Melissa Todd meets poet Setareh Ebrahimi as she prepares for book launch

Poet Setareh Ebrahimi gets ready for the launch of her collection

Setareh Ebrahimi is an established poet, and a fine one. Her first full length collection, Galloping Horses, will be launched by Kent based publishers Wordsmithery, at 2pm on  August 20, with a Twitter Q&A.

I’ve had the privilege of reading it already, and I thoroughly recommend you do too. It’s a beautiful book, mature, richly layered, cathartic, grounded enough to allow you to identify, ethereal enough to allow you to escape. “There is no poetry in a life that was born/without love” she begins, and love is very much the keynote here – familial love, mother love.

It’s a huge month for Setareh: she’s also moved to Ramsgate with her husband and daughter, attracted by the amazing artistic and cultural life we enjoy here in Thanet, particularly the poetry scene.

“Poets haven’t been priced out here yet”, she explains. “In Thanet a poet can still afford to live, write and gig.”

The breadth of talent here, and the huge range of poetry nights available – pre Covid at least – is testament to that. Poets are like fairies, Luke Wright told us at the Bookie slam, at which Setareh competed: they die without applause.

The sudden cessation of open mic nights has made it more difficult for Setareh to create, and she’s not alone in that. While some writers have relished the unexpected time and solitude, many others have found it alienating. There have been plenty of online poetry events during lockdown, many organised by the endlessly enthusiastic Connor Sansby, but without the physical presence of other poets, the scent of testosterone and terror, the urge to produce has often dwindled.

And for the audience too, seeing poetry on a screen feels somewhat akin to flicking through someone’s holiday snaps: you can see what it looks like, but you can’t feel it. Many other writers have struggled to up their word counts during lockdown, for all the proud boasts of some that they planned to spend their unexpected leisure settling down to unearth their novel. Often writers find that writing needs other people, a snatched conversation, a just-glanced mannerism, a stranger’s bouncing curl, to bring their words to life.

But Galloping Horses has taken two years to come into being. During that time Setareh has become a mother, and motherhood is very much the central theme of this collection, with the cover showing her pregnant silhouette, the title taken from a remark made by the midwife who performed her ultrasound.

“Blessed be” she writes, in solemn salutation to the screaming cries, the pain, the hospital lights, “the body’s ooze”, which accompany childbirth and the early days of motherhood, for “No one told you there would be as much/of everything as there is love,/and you can’t tell anyone.”

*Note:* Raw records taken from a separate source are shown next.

// SPDX-FileCopyrightText: Copyright (c) 2025 NVIDIA CORPORATION & AFFILIATES. All rights reserved.
// SPDX-License-Identifier: Apache-2.0

//! Blocked reduction pipeline.
//!
//! One execution group walks the reduction dimension tile by tile. Transfers from
//! global memory land in a ring of staging slots ([`StagingBuffer`]) through
//! [`TileWindow`]s, the compute step folds each staged tile into an
//! [`AccumulationTile`], and [`ReductionPipeline`] keeps `prefetch_stages` transfers
//! ahead of compute. Every fill/consume transition of a slot is bracketed by a
//! group barrier.

mod accumulator;
mod reduction;
mod staging;
mod window;

pub use accumulator::{AccumulationTile, gemm_tile_kn, gemm_tile_nk, gemm_tile_tn};
pub use reduction::{PipelineState, PipelineStats, ReductionPipeline};
pub use staging::{SlotState, StagingBuffer};
pub use window::TileWindow;

use derive_builder::Builder;
use figment::{
    Figment,
    providers::{Env, Serialized},
};
use serde::{Deserialize, Serialize};
use validator::{Validate, ValidationError};

use crate::buffer::VECTOR_WIDTHS;
use crate::error::Result;
use crate::transform::Index;
use gridtile_runtime::config::environment_names::tile as env_tile;

/// Compile-time tile shape of a kernel instance.
///
/// The prefetch depth is fixed for the lifetime of a kernel object; it is never
/// adapted at runtime.
#[derive(Debug, Clone, Builder, Validate, Serialize, Deserialize, PartialEq, Eq)]
#[validate(schema(function = "validate_tile_config"))]
#[builder(build_fn(private, name = "build_internal"), derive(Debug))]
pub struct TileConfig {
    /// Lanes per execution group
    #[validate(range(min = 1, max = 1024))]
    #[builder(default = "64")]
    pub block_size: usize,

    /// Output rows per tile
    #[validate(range(min = 1))]
    #[builder(default = "32")]
    pub m_per_block: usize,

    /// Output columns per tile
    #[validate(range(min = 1))]
    #[builder(default = "32")]
    pub n_per_block: usize,

    /// Reduction length per pipeline step
    #[validate(range(min = 1))]
    #[builder(default = "16")]
    pub k_per_block: usize,

    /// Output columns of the second GEMM of a fused chain
    #[validate(range(min = 1))]
    #[builder(default = "32")]
    pub o_per_block: usize,

    /// Transfers kept in flight ahead of compute
    #[validate(range(min = 1, max = 4))]
    #[builder(default = "2")]
    pub prefetch_stages: usize,

    /// Scalars per vector when loading the A operand
    #[builder(default = "4")]
    pub a_vector_width: usize,

    /// Scalars per vector when loading the B operands
    #[builder(default = "4")]
    pub b_vector_width: usize,

    /// Scalars per vector when storing the output
    #[builder(default = "4")]
    pub c_vector_width: usize,
}

impl Default for TileConfig {
    fn default() -> Self {
        Self {
            block_size: 64,
            m_per_block: 32,
            n_per_block: 32,
            k_per_block: 16,
            o_per_block: 32,
            prefetch_stages: 2,
            a_vector_width: 4,
            b_vector_width: 4,
            c_vector_width: 4,
        }
    }
}

impl TileConfig {
    pub fn builder() -> TileConfigBuilder {
        TileConfigBuilder::default()
    }

    pub(crate) fn figment() -> Figment {
        Figment::new()
            .merge(Serialized::defaults(TileConfig::default()))
            .merge(Env::prefixed(env_tile::PREFIX))
    }

    /// Load the tile configuration from defaults overridden by `GRIDTILE_TILE_*`
    pub fn from_settings() -> Result<TileConfig> {
        let config: TileConfig = Self::figment()
            .extract()
            .map_err(|e| crate::error::KernelError::Configuration(e.to_string()))?;
        config.validate()?;
        Ok(config)
    }

    pub fn m(&self) -> Index {
        self.m_per_block as Index
    }

    pub fn n(&self) -> Index {
        self.n_per_block as Index
    }

    pub fn k(&self) -> Index {
        self.k_per_block as Index
    }

    pub fn o(&self) -> Index {
        self.o_per_block as Index
    }
}

impl TileConfigBuilder {
    /// Build and validate the tile configuration
    pub fn build(&self) -> Result<TileConfig> {
        let config = self
            .build_internal()
            .map_err(|e| crate::error::KernelError::Configuration(e.to_string()))?;
        config.validate()?;
        Ok(config)
    }
}

fn validate_tile_config(config: &TileConfig) -> Result<(), ValidationError> {
    let tiles = [
        config.m_per_block,
        config.n_per_block,
        config.k_per_block,
        config.o_per_block,
        config.block_size,
    ];
    if !tiles.iter().all(|t| t.is_power_of_two()) {
        return Err(ValidationError::new("tile_sizes_must_be_powers_of_2"));
    }

    let widths = [
        config.a_vector_width,
        config.b_vector_width,
        config.c_vector_width,
    ];
    if !widths.iter().all(|w| VECTOR_WIDTHS.contains(w)) {
        return Err(ValidationError::new("unsupported_vector_width"));
    }

    // the contiguous extent of every loaded or stored tile must hold whole vectors
    let divisible = config.k_per_block % config.a_vector_width == 0
        && config.k_per_block % config.b_vector_width == 0
        && config.o_per_block % config.b_vector_width == 0
        && config.n_per_block % config.c_vector_width == 0
        && config.o_per_block % config.c_vector_width == 0;
    if !divisible {
        return Err(ValidationError::new(
            "vector_width_must_divide_contiguous_tile_extent",
        ));
    }
    Ok(())
}

#[cfg(test)]
mod tests {
    use super::*;
    use rstest::rstest;

    #[test]
    fn test_default_is_valid() {
        assert!(TileConfig::default().validate().is_ok());
        assert_eq!(TileConfig::builder().build().unwrap(), TileConfig::default());
    }

    #[rstest]
    #[case::stages_zero(TileConfig { prefetch_stages: 0, ..Default::default() })]
    #[case::stages_five(TileConfig { prefetch_stages: 5, ..Default::default() })]
    #[case::tile_not_pow2(TileConfig { m_per_block: 24, ..Default::default() })]
    #[case::width_three(TileConfig { a_vector_width: 3, ..Default::default() })]
    #[case::width_exceeds_k(TileConfig { k_per_block: 4, a_vector_width: 8, ..Default::default() })]
    #[case::store_width(TileConfig { n_per_block: 8, c_vector_width: 16, ..Default::default() })]
    fn test_rejects_invalid(#[case] config: TileConfig) {
        assert!(config.validate().is_err());
    }

    #[test]
    fn test_builder_rejects_invalid() {
        assert!(TileConfig::builder().prefetch_stages(8).build().is_err());
        let config = TileConfig::builder()
            .m_per_block(16)
            .prefetch_stages(3)
            .build()
            .unwrap();
        assert_eq!(config.m(), 16);
        assert_eq!(config.prefetch_stages, 3);
    }

    #[test]
    fn test_from_settings_env_override() {
        temp_env::with_vars(
            vec![
                (env_tile::GRIDTILE_TILE_PREFETCH_STAGES, Some("3")),
                (env_tile::GRIDTILE_TILE_K_PER_BLOCK, Some("32")),
            ],
            || {
                let config = TileConfig::from_settings().unwrap();
                assert_eq!(config.prefetch_stages, 3);
                assert_eq!(config.k_per_block, 32);
                assert_eq!(config.m_per_block, TileConfig::default().m_per_block);
            },
        );

        temp_env::with_vars(
            vec![(env_tile::GRIDTILE_TILE_PREFETCH_STAGES, Some("7"))],
            || {
                assert!(TileConfig::from_settings().is_err());
            },
        );
    }
}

She isn’t afraid to tackle the grim, visceral aspects of motherhood, finding as much poetry in the drudgery, the endless chores, the new body that forms around the gaping space a child leaves, as in the transformative love. You are still beautiful, she tells us, and there is magic in the mundane, as well as the sublime.

While her writing evidently allows her to explore some significant personal issues, Setareh explains that its therapeutic impact happens despite her. “It flows from my subconscious when I allow it space and time. If I try to force a poem to be about something in particular, it tends to come out clunky. Usually I’ve no idea what a poem will come to be when it begins.”

She praises her publishers, Wordsmithery, for allowing her to put together the collection in her own way and time, from designing the front cover to the order of her work; and also for the amount of effort they have put into promoting her book, particularly at such a challenging time.

Do keep an eye on this enormously talented writer to discover what she will accomplish next. And do buy Galloping Horses. It will make you happy.